While significant in clarifying the defence of necessity in criminal law, Regina v. Dudley and Stephens has had an even larger cultural influence.
That’s the case of the Mignonette, which capsized on its way to Australia and whose shipwrecked crew faced tough choices in an under-provisioned lifeboat.
The latest NYT Best Seller list features a new book The Lifeboat by Charlotte Rogan – the author tells that her inspiration came from her husband’s criminal law text.
What hooked me was stumbling on my husband’s old criminal law texts and reading about the cases of sailors who survived shipwrecks and then were put on trial. I’ve always been interested in political philosophy and the idea that people create society out of a state of nature. I was inspired by Hobbs and Locke and Rousseau — and by the idea that people make rules and give up certain freedoms for security. So in the boat I had people in a state of nature. I had people facing these extreme situations and explored how their miniature society evolved.

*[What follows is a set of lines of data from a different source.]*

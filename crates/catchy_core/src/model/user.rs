//! Caller identity passed explicitly into services.
//!
//! Authentication itself happens outside core; services only need the
//! already-verified owner id to scope every read and write.

use serde::{Deserialize, Serialize};

/// Identifier assigned by the external auth provider.
pub type UserId = String;

/// Per-request user context.
#[derive(Debug, Clone, PartialEq, Eq, Serialize, Deserialize)]
pub struct UserContext {
    pub user_id: UserId,
    /// Display name shown next to authored comments.
    pub display_name: Option<String>,
}

impl UserContext {
    pub fn new(user_id: impl Into<UserId>) -> Self {
        Self {
            user_id: user_id.into(),
            display_name: None,
        }
    }

    pub fn with_display_name(mut self, name: impl Into<String>) -> Self {
        self.display_name = Some(name.into());
        self
    }

    /// Author label used for comments; blank names fall back to `Anonymous`.
    pub fn author_name(&self) -> String {
        self.display_name
            .as_deref()
            .map(str::trim)
            .filter(|name| !name.is_empty())
            .unwrap_or("Anonymous")
            .to_string()
    }
}
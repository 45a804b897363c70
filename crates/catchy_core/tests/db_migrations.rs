use catchy_core::db::migrations::{apply_migrations, latest_version};
use catchy_core::db::{open_db, open_db_in_memory, schema_version, DbError};
use rusqlite::Connection;

#[test]
fn open_db_in_memory_applies_all_migrations() {
    let conn = open_db_in_memory().unwrap();

    assert_eq!(schema_version(&conn).unwrap(), latest_version());
    assert_table_exists(&conn, "projects");
    assert_table_exists(&conn, "tasks");
    assert_table_exists(&conn, "task_comments");
}

#[test]
fn foreign_keys_are_enforced() {
    let conn = open_db_in_memory().unwrap();
    let enabled: i64 = conn
        .query_row("PRAGMA foreign_keys;", [], |row| row.get(0))
        .unwrap();
    assert_eq!(enabled, 1);

    let orphan = conn.execute(
        "INSERT INTO tasks (id, project_id, user_id, title) VALUES ('t1', 'missing', 'u1', 'Orphan');",
        [],
    );
    assert!(orphan.is_err());
}

#[test]
fn task_status_and_priority_are_constrained_by_the_schema() {
    let conn = open_db_in_memory().unwrap();
    conn.execute(
        "INSERT INTO projects (id, user_id, name) VALUES ('p1', 'u1', 'Website');",
        [],
    )
    .unwrap();

    let bad_status = conn.execute(
        "INSERT INTO tasks (id, project_id, user_id, title, status)
         VALUES ('t1', 'p1', 'u1', 'Blocked', 'blocked');",
        [],
    );
    assert!(bad_status.is_err());
    let bad_priority = conn.execute(
        "INSERT INTO tasks (id, project_id, user_id, title, priority)
         VALUES ('t2', 'p1', 'u1', 'Urgent', 'urgent');",
        [],
    );
    assert!(bad_priority.is_err());
    let valid = conn.execute(
        "INSERT INTO tasks (id, project_id, user_id, title, status, priority)
         VALUES ('t3', 'p1', 'u1', 'Fine', 'inProgress', 'high');",
        [],
    );
    assert_eq!(valid.unwrap(), 1);
}

#[test]
fn opening_same_database_twice_is_idempotent() {
    let dir = tempfile::tempdir().unwrap();
    let path = dir.path().join("catchy.db");

    let conn_first = open_db(&path).unwrap();
    conn_first
        .execute(
            "INSERT INTO projects (id, user_id, name) VALUES ('p1', 'u1', 'Kept');",
            [],
        )
        .unwrap();
    drop(conn_first);

    let conn_second = open_db(&path).unwrap();
    assert_eq!(schema_version(&conn_second).unwrap(), latest_version());
    let count: i64 = conn_second
        .query_row("SELECT COUNT(*) FROM projects;", [], |row| row.get(0))
        .unwrap();
    assert_eq!(count, 1);
}

#[test]
fn opening_database_with_newer_schema_version_returns_error() {
    let dir = tempfile::tempdir().unwrap();
    let path = dir.path().join("future.db");

    let conn = Connection::open(&path).unwrap();
    conn.execute_batch("PRAGMA user_version = 999;").unwrap();
    drop(conn);

    let err = open_db(&path).unwrap_err();
    match err {
        DbError::SchemaTooNew { found, supported } => {
            assert_eq!(found, 999);
            assert_eq!(supported, latest_version());
        }
        other => panic!("unexpected error: {other}"),
    }
}

#[test]
fn migrating_a_current_store_applies_nothing() {
    let mut conn = open_db_in_memory().unwrap();
    assert_eq!(apply_migrations(&mut conn).unwrap(), 0);
}

#[test]
fn failing_step_is_named_and_rolled_back() {
    let mut conn = Connection::open_in_memory().unwrap();
    conn.execute_batch("CREATE TABLE task_comments (id TEXT);")
        .unwrap();

    let err = apply_migrations(&mut conn).unwrap_err();
    match &err {
        DbError::Migration { version, name, .. } => {
            assert_eq!(*version, 2);
            assert_eq!(*name, "task_comments");
        }
        other => panic!("unexpected error: {other}"),
    }
    assert!(err.to_string().starts_with("migration 0002_task_comments failed"));
    assert_eq!(schema_version(&conn).unwrap(), 0);
    let projects_exists: i64 = conn
        .query_row(
            "SELECT COUNT(*) FROM sqlite_master WHERE type = 'table' AND name = 'projects';",
            [],
            |row| row.get(0),
        )
        .unwrap();
    assert_eq!(projects_exists, 0);
}

fn assert_table_exists(conn: &Connection, table_name: &str) {
    let exists: i64 = conn
        .query_row(
            "SELECT EXISTS(
                SELECT 1
                FROM sqlite_master
                WHERE type = 'table' AND name = ?1
            );",
            [table_name],
            |row| row.get(0),
        )
        .unwrap();
    assert_eq!(exists, 1, "table {table_name} does not exist");
}
//! Deadline notification derivation.
//!
//! # Responsibility
//! - Classify each open task into at most one deadline notification.
//! - Order the result for display: overdue first, caller order otherwise.
//!
//! # Invariants
//! - Tasks with status `done` never produce a notification.
//! - At most one notification per `(project_id, task_id)`.
//! - Malformed tasks (blank id/title, missing/unparseable due date) are
//!   skipped; derivation as a whole never fails.
//! - Output depends only on the inputs and the supplied clock.

use crate::model::due_date::DueDate;
use crate::model::notification::{DeadlineClass, Notification};
use crate::model::task::{Task, TaskStatus};
use chrono::{Local, NaiveDate};
use std::collections::HashSet;

/// Tasks due within this many days (inclusive) get an upcoming notice.
pub const DUE_SOON_WINDOW_DAYS: i64 = 3;

/// "Now" as seen by the deriver.
#[derive(Debug, Clone, Copy, PartialEq, Eq)]
pub struct NotificationClock {
    /// Current local calendar day (midnight-normalized).
    pub today: NaiveDate,
    /// Stamped into `Notification::created_at`.
    pub generated_at_ms: i64,
}

impl NotificationClock {
    /// Reads the local wall clock.
    pub fn now() -> Self {
        let now = Local::now();
        Self {
            today: now.date_naive(),
            generated_at_ms: now.timestamp_millis(),
        }
    }

    pub fn fixed(today: NaiveDate, generated_at_ms: i64) -> Self {
        Self {
            today,
            generated_at_ms,
        }
    }
}

/// Minimal task view consumed by the deriver.
#[derive(Debug, Clone, Copy, PartialEq, Eq)]
pub struct DeadlineInput<'a> {
    pub task_id: &'a str,
    pub project_id: &'a str,
    pub title: &'a str,
    pub status: TaskStatus,
    pub due_date: &'a DueDate,
    pub project_name: Option<&'a str>,
}

impl<'a> DeadlineInput<'a> {
    pub fn with_project_name(mut self, project_name: &'a str) -> Self {
        self.project_name = Some(project_name);
        self
    }
}

impl<'a> From<&'a Task> for DeadlineInput<'a> {
    fn from(task: &'a Task) -> Self {
        Self {
            task_id: task.id.as_str(),
            project_id: task.project_id.as_str(),
            title: task.title.as_str(),
            status: task.status,
            due_date: &task.due_date,
            project_name: None,
        }
    }
}

/// Classifies a due date relative to `today`.
///
/// Returns `None` when the deadline is more than `DUE_SOON_WINDOW_DAYS` away.
pub fn classify_deadline(due: NaiveDate, today: NaiveDate) -> Option<DeadlineClass> {
    let diff_days = due.signed_duration_since(today).num_days();
    match diff_days {
        d if d < 0 => Some(DeadlineClass::Overdue {
            days: saturating_days(-d),
        }),
        0 => Some(DeadlineClass::DueToday),
        d if d <= DUE_SOON_WINDOW_DAYS => Some(DeadlineClass::DueSoon {
            days: saturating_days(d),
        }),
        _ => None,
    }
}

/// Derives display-ready notifications from a batch of tasks.
///
/// Overdue notifications come first; within each group the caller's order is
/// kept (stable partition, not a date sort). Repeated tasks keep only their
/// first occurrence.
pub fn derive_notifications<'a, I, T>(tasks: I, clock: &NotificationClock) -> Vec<Notification>
where
    I: IntoIterator<Item = T>,
    T: Into<DeadlineInput<'a>>,
{
    let mut seen: HashSet<(&'a str, &'a str)> = HashSet::new();
    let mut overdue = Vec::new();
    let mut upcoming = Vec::new();

    for input in tasks.into_iter().map(Into::into) {
        let Some(notification) = notification_for(&input, clock) else {
            continue;
        };
        if !seen.insert((input.project_id.trim(), input.task_id.trim())) {
            continue;
        }
        if notification.is_overdue() {
            overdue.push(notification);
        } else {
            upcoming.push(notification);
        }
    }

    overdue.extend(upcoming);
    overdue
}

fn notification_for(input: &DeadlineInput<'_>, clock: &NotificationClock) -> Option<Notification> {
    if input.status == TaskStatus::Done {
        return None;
    }
    let task_id = input.task_id.trim();
    let title = input.title.trim();
    if task_id.is_empty() || title.is_empty() {
        return None;
    }

    let class = classify_deadline(input.due_date.date()?, clock.today)?;
    Some(Notification {
        id: format!("{task_id}-{}", class.id_suffix()),
        title: class.title().to_string(),
        message: class.message(title),
        kind: class.kind(),
        class,
        task_id: task_id.to_string(),
        task_title: title.to_string(),
        project_id: input.project_id.trim().to_string(),
        project_name: input.project_name.map(str::to_string),
        created_at: clock.generated_at_ms,
        read: false,
    })
}

fn saturating_days(days: i64) -> u32 {
    u32::try_from(days).unwrap_or(u32::MAX)
}
//! Deadline notifications: pure derivation plus session read state.
//!
//! Nothing here touches the store; callers fetch tasks first and pass them in.

pub mod deriver;
pub mod inbox;

pub use deriver::{
    classify_deadline, derive_notifications, DeadlineInput, NotificationClock,
    DUE_SOON_WINDOW_DAYS,
};
pub use inbox::NotificationInbox;
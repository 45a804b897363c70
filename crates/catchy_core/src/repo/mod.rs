//! Task/project access layer.
//!
//! # Responsibility
//! - Define use-case oriented data access contracts per record type.
//! - Isolate SQLite query details from service/business orchestration.
//!
//! # Invariants
//! - Every query is scoped by owner `user_id`; tasks additionally by project.
//! - Writes enforce structural validation before touching SQL.
//! - Timestamps are assigned by the store, never by callers.
//! - No caching: every call reads or writes the store directly.

use crate::db::DbError;
use crate::model::comment::CommentValidationError;
use crate::model::project::ProjectValidationError;
use crate::model::task::TaskValidationError;
use std::error::Error;
use std::fmt::{Display, Formatter};
use uuid::Uuid;

pub mod comment_repo;
pub mod project_repo;
pub mod task_repo;

/// SQL expression yielding the current time in epoch milliseconds.
pub(crate) const NOW_MS_SQL: &str = "CAST((julianday('now') - 2440587.5) * 86400000 AS INTEGER)";

pub type RepoResult<T> = Result<T, RepoError>;

/// Input validation failure surfaced by write paths.
#[derive(Debug, Clone, PartialEq, Eq)]
pub enum ValidationError {
    Project(ProjectValidationError),
    Task(TaskValidationError),
    Comment(CommentValidationError),
}

impl ValidationError {
    pub fn field(&self) -> &'static str {
        match self {
            Self::Project(err) => err.field(),
            Self::Task(err) => err.field(),
            Self::Comment(_) => "text",
        }
    }
}

impl Display for ValidationError {
    fn fmt(&self, f: &mut Formatter<'_>) -> std::fmt::Result {
        match self {
            Self::Project(err) => write!(f, "{err}"),
            Self::Task(err) => write!(f, "{err}"),
            Self::Comment(err) => write!(f, "{err}"),
        }
    }
}

impl Error for ValidationError {
    fn source(&self) -> Option<&(dyn Error + 'static)> {
        match self {
            Self::Project(err) => Some(err),
            Self::Task(err) => Some(err),
            Self::Comment(err) => Some(err),
        }
    }
}

/// Generic repository error for store operations.
#[derive(Debug)]
pub enum RepoError {
    Validation(ValidationError),
    /// Store transport failure; callers treat this as "unavailable".
    Db(DbError),
    NotFound { entity: &'static str, id: String },
    /// Persisted row cannot be decoded into the domain model.
    InvalidData(String),
}

impl RepoError {
    pub(crate) fn not_found(entity: &'static str, id: &str) -> Self {
        Self::NotFound {
            entity,
            id: id.to_string(),
        }
    }
}

impl Display for RepoError {
    fn fmt(&self, f: &mut Formatter<'_>) -> std::fmt::Result {
        match self {
            Self::Validation(err) => write!(f, "{err}"),
            Self::Db(err) => write!(f, "task store unavailable: {err}"),
            Self::NotFound { entity, id } => write!(f, "{entity} not found: {id}"),
            Self::InvalidData(message) => write!(f, "invalid persisted data: {message}"),
        }
    }
}

impl Error for RepoError {
    fn source(&self) -> Option<&(dyn Error + 'static)> {
        match self {
            Self::Validation(err) => Some(err),
            Self::Db(err) => Some(err),
            Self::NotFound { .. } | Self::InvalidData(_) => None,
        }
    }
}

impl From<ValidationError> for RepoError {
    fn from(value: ValidationError) -> Self {
        Self::Validation(value)
    }
}

impl From<ProjectValidationError> for RepoError {
    fn from(value: ProjectValidationError) -> Self {
        Self::Validation(ValidationError::Project(value))
    }
}

impl From<TaskValidationError> for RepoError {
    fn from(value: TaskValidationError) -> Self {
        Self::Validation(ValidationError::Task(value))
    }
}

impl From<CommentValidationError> for RepoError {
    fn from(value: CommentValidationError) -> Self {
        Self::Validation(ValidationError::Comment(value))
    }
}

impl From<DbError> for RepoError {
    fn from(value: DbError) -> Self {
        Self::Db(value)
    }
}

impl From<rusqlite::Error> for RepoError {
    fn from(value: rusqlite::Error) -> Self {
        Self::Db(DbError::Sqlite(value))
    }
}

pub(crate) fn new_record_id() -> String {
    Uuid::new_v4().to_string()
}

The fact that Rogan sets her book just before the Great War suggests that she might have noticed a recent centenary of a notable shipwreck. If you haven’t seen the computer animation of The Titanic, Titanic, you’re in for a treat.
Here is the NYT interview with the author NYT Podcast
Last year, Osgoode’s own Allan Hutchinson wrote on a handful of classic cases,
While Allan tells the tale well, he rests heavily on the late Brian Simpson’s Cannibalism and the Common law, in which Brian actually enlisted as a seaman to understand the traditions of the merchant marine.
But Dudley and Stephens influenced writers as far back as Joseph Conrad and Lord Jim.
And as Wikipedia pointed out, the case itself seems to bear an extraordinary resemblance to a classic Poe story:
It became better known in 1974 when Arthur Koestler ran a competition in The Sunday Times, in which readers were invited to send in the most striking coincidence they knew of. The winning entry pointed out that in Edgar Allan Poe’s novel The Narrative of Arthur Gordon Pym of Nantucket, published in 1838, decades before the Mignonette sank, four men are cast adrift on their capsized ship and draw lots to decide which of them should be sacrificed as food for the other three. The loser was the sailor who had proposed the idea: the character’s name was Richard Parker.
Richard Parker was the name of the unfortunate cabin boy whose slaughter prompted the trial.
Eleven years ago, Yann Martel in Life of Pi picked up on these occurrences, surmising “So many Richard Parkers had to mean something”, and included a shipwrecked tiger by the name of “Richard Parker” in the book.
The case was also the basis for an infamous Monty Python sketch, titled “Lifeboat (Cannibalism)/Still no Sign of Land“. In that sketch, five sailors are castaways on a lifeboat after a shipwreck, and the only way they can survive is through cannibalism. Once they decide whom to eat—and which body parts—a waitress is called over to take their orders, complete with vegetables. Python
Back to the appeal from Baron Huddleston, in Regina v. Dudley and Stephens where Lord Chief Justice Coleridge speaking for the court said words which betray a certain moral humbleness:
We are often compelled to set up standards we cannot reach ourselves, and to lay down rules which we could not ourselves satisfy.
By the way, Captain Tom Dudley and Seaman Edwin Stephens had their sentence commuted by the Home Secretary Sir William Harcourt – they served six months.